The exhibition is presented within the context of SHIFT: Architecture in Times of Radical Change, the sixth edition of the Chicago Architecture Biennial.

GALLERY VISITS

Gallery visits are available September 19, 2025–January 31, 2026 by appointment. To book a visit, please use our calendar form to see available dates and times.

The MAS Context Reading Room is located on the second floor, which is only accessible by stairs.

If you have any questions, please contact us at info@mascontext.com.

RELATED EVENTS

Friday, September 19, 2025, 5–7PM
Opening reception. Free and no need to RSVP.

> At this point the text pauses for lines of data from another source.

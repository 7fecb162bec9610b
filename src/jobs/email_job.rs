//! Email background job.
//!
//! Emails are queued by the API and delivered by the worker. There is no
//! SMTP transport; the worker writes each message to the log.

use serde::{Deserialize, Serialize};
use std::env;

use crate::config::DEFAULT_FROM_EMAIL;
use crate::errors::AppError;

/// Email job payload
#[derive(Debug, Clone, PartialEq, Serialize, Deserialize)]
pub struct EmailJob {
    pub to: String,
    pub subject: String,
    /// Plain text body
    pub body: String,
}

impl EmailJob {
    pub fn new(to: impl Into<String>, subject: impl Into<String>, body: impl Into<String>) -> Self {
        Self {
            to: to.into(),
            subject: subject.into(),
            body: body.into(),
        }
    }
}

/// Context of a password reset message.
#[derive(Debug, Clone, PartialEq)]
pub struct PasswordResetEmail {
    pub email: String,
    pub site_name: String,
    pub protocol: String,
    pub domain: String,
    pub uid: String,
    /// `{uid}.{timestamped_token}`, the value posted back to reset_password_confirm
    pub token: String,
    /// Frontend path with `{uid}` and `{token}` filled in
    pub url: String,
}

impl PasswordResetEmail {
    /// Build the context, substituting `{uid}` and `{token}` into the url template.
    pub fn new(
        email: impl Into<String>,
        uid: impl Into<String>,
        token: impl Into<String>,
        url_template: &str,
        site_name: impl Into<String>,
        protocol: impl Into<String>,
        domain: impl Into<String>,
    ) -> Self {
        let uid = uid.into();
        let token = token.into();
        let url = url_template.replace("{uid}", &uid).replace("{token}", &token);

        Self {
            email: email.into(),
            site_name: site_name.into(),
            protocol: protocol.into(),
            domain: domain.into(),
            uid,
            token,
            url,
        }
    }

    /// Absolute link to the frontend confirmation page
    pub fn link(&self) -> String {
        format!(
            "{}://{}/{}",
            self.protocol,
            self.domain.trim_end_matches('/'),
            self.url.trim_start_matches('/')
        )
    }

    pub fn into_job(self) -> EmailJob {
        let subject = format!("Password reset on {}", self.site_name);
        let body = format!(
            "You're receiving this email because you requested a password reset \
             for your user account at {site}.\n\n\
             Please go to the following page and choose a new password:\n\n\
             {link}\n\n\
             Your username, in case you've forgotten: {email}\n\n\
             Thanks for using our site!\n\n\
             The {site} team",
            site = self.site_name,
            link = self.link(),
            email = self.email,
        );

        EmailJob::new(self.email, subject, body)
    }
}

/// Email job handler - processes email sending jobs
pub async fn email_job_handler(job: EmailJob) -> Result<(), AppError> {
    let from = env::var("EMAIL_FROM").unwrap_or_else(|_| DEFAULT_FROM_EMAIL.to_string());

    tracing::info!(
        to = %job.to,
        from = %from,
        subject = %job.subject,
        "Processing email job"
    );

    tracing::info!(
        "=== EMAIL ===\n\
         From: {}\n\
         To: {}\n\
         Subject: {}\n\
         Body:\n{}\n\
         =============",
        from,
        job.to,
        job.subject,
        job.body
    );

    Ok(())
}

#[cfg(test)]
mod tests {
    use super::*;

    fn reset_email() -> PasswordResetEmail {
        PasswordResetEmail::new(
            "ada@example.com",
            "MTIz",
            "MTIz.c1x2y3-abcdef",
            "password/reset/confirm/{uid}/{token}",
            "Cooling",
            "https",
            "app.example.com",
        )
    }

    #[test]
    fn test_url_substitutes_uid_and_token() {
        let email = reset_email();
        assert_eq!(email.url, "password/reset/confirm/MTIz/MTIz.c1x2y3-abcdef");
        assert_eq!(
            email.link(),
            "https://app.example.com/password/reset/confirm/MTIz/MTIz.c1x2y3-abcdef"
        );
    }

    #[test]
    fn test_into_job_addresses_user() {
        let job = reset_email().into_job();
        assert_eq!(job.to, "ada@example.com");
        assert_eq!(job.subject, "Password reset on Cooling");
        assert!(job.body.contains("https://app.example.com/password/reset/confirm/MTIz/"));
    }

    #[tokio::test]
    async fn test_handler_accepts_job() {
        let job = EmailJob::new("to@example.com", "Hi", "Body");
        assert!(email_job_handler(job).await.is_ok());
    }
}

Sunday, October 19, 2025, 2PM
Tour

Sunday, December 7, 2025, 2PM
Tour

Sunday, January 18, 2026, 2PM
Tour

PROJECT DESCRIPTIONS

Borderless Studio
Creative Grounds

When Chicago closed fifty schools in 2013, there were no clear pathways on how to address a challenge of unprecedented scale—the largest closure of schools in the United States impacting 13,000 students, 3 million square feet of building space, over 100 acres of land across twenty-five neighborhoods—most of them Black and Brown communities. As we reflected on this issue and values of spatial justice and equitable design, we decided to take action with our skillset, through research, community engagement, and design. How might art, design, and architecture contribute to more equitable and just processes for schools repurposing?

Former Overton Elementary School became ground zero to showcase how inclusive, joyful, and community-led activation efforts would look like. Located in the heart of Bronzeville, Overton was named after Anthony Overton, a business and civic leader in Chicago from the early-mid twentieth century. Creative Grounds is a project about reclaiming space through collective action—through design, and by design. This drawing represents a tool for reimagining—this drawing includes layers of activities, projects, and installations that have come to life since the inception of the initiative in 2016.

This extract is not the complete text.